HMNews: Klinisyenlerin ve bu durumdaki bireylerin bu sonuçlardan ne çıkarmasını istiyorsunuz?
DeGutis: Buradan çıkarılacak mesaj, prosopagnozinin bir süreklilik içinde yattığı ve son 13 yıldaki prosopagnozi çalışmalarında kullanılan daha katı ve daha gevşek tanı kriterlerinin, mekanik olarak çok benzer popülasyonlar tanımlamış olması ve kriterlerin daha hafif biçimlerini içerenleri içerecek şekilde genişletilmesi için gerekçe sağlamasıdır.
Bir başka eve götürülecek mesaj, prosopagnoziyi teşhis ederken, kişinin bildirdiği günlük yaşam güçlükleri ile doğrulanmış nesnel ölçütlerin bir kombinasyonunu kullanmanın önemidir. Kendi yeteneklerinizi yargılamak veya yalnızca günlük yaşamı yansıtmayabilecek nesnel laboratuvar ölçümlerine güvenmek zor olabileceğinden, yalnızca öz bildirimlere güvenmenin artıları ve eksileri vardır.

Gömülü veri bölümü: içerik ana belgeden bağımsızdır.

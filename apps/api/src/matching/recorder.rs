//! Swipe Recorder: the source of truth for "already seen" filtering.

use sqlx::PgPool;
use uuid::Uuid;

use crate::errors::AppError;
use crate::models::matching::{SwipeAction, SwipeRow};

/// Records a swipe decision. Swiping the same target again overwrites the
/// prior action instead of inserting a second row.
pub async fn record_swipe(
    pool: &PgPool,
    swiper_id: Uuid,
    target_id: Uuid,
    action: SwipeAction,
) -> Result<SwipeRow, AppError> {
    let swipe: SwipeRow = sqlx::query_as(
        r#"
        INSERT INTO swipes (swiper_id, target_id, action)
        VALUES ($1, $2, $3)
        ON CONFLICT (swiper_id, target_id) DO UPDATE SET action = EXCLUDED.action
        RETURNING *
        "#,
    )
    .bind(swiper_id)
    .bind(target_id)
    .bind(action)
    .fetch_one(pool)
    .await?;

    Ok(swipe)
}

/// Whether `from` has already recorded a "like" on `to`.
pub async fn like_exists(pool: &PgPool, from: Uuid, to: Uuid) -> Result<bool, AppError> {
    let exists: bool = sqlx::query_scalar(
        r#"
        SELECT EXISTS (
            SELECT 1 FROM swipes
            WHERE swiper_id = $1 AND target_id = $2 AND action = 'like'
        )
        "#,
    )
    .bind(from)
    .bind(to)
    .fetch_one(pool)
    .await?;

    Ok(exists)
}
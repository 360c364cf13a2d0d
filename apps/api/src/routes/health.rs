use axum::Json;
use serde_json::{json, Value};

/// GET /health
/// Returns a simple status object with service version.
pub async fn health_handler() -> Json<Value> {
    Json(json!({
        "status": "ok",
        "version": env!("CARGO_PKG_VERSION"),
        "service": "cofounder-api"
    }))
}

Referans: “Gelişimsel prosopagnozinin yaygınlığı nedir? An Ampirical Assessment of Different Diagnostic Cutoffs” yazan Joseph DeGutis, Kanisha Bahierathan, Katherine Barahona, EunMyoung Lee, Travis Evans, Hye Min Shin, Maruti Mishra, Zürafa Araştırmacısı ve Jeremy Wilmer, 4 Şubat 2023, korteks.
DOI: 10.1016/j.cortex.2022.12.014
Çalışma Ulusal Göz Enstitüsü tarafından finanse edildi. Yazarların bildirecek açıklamaları yoktur.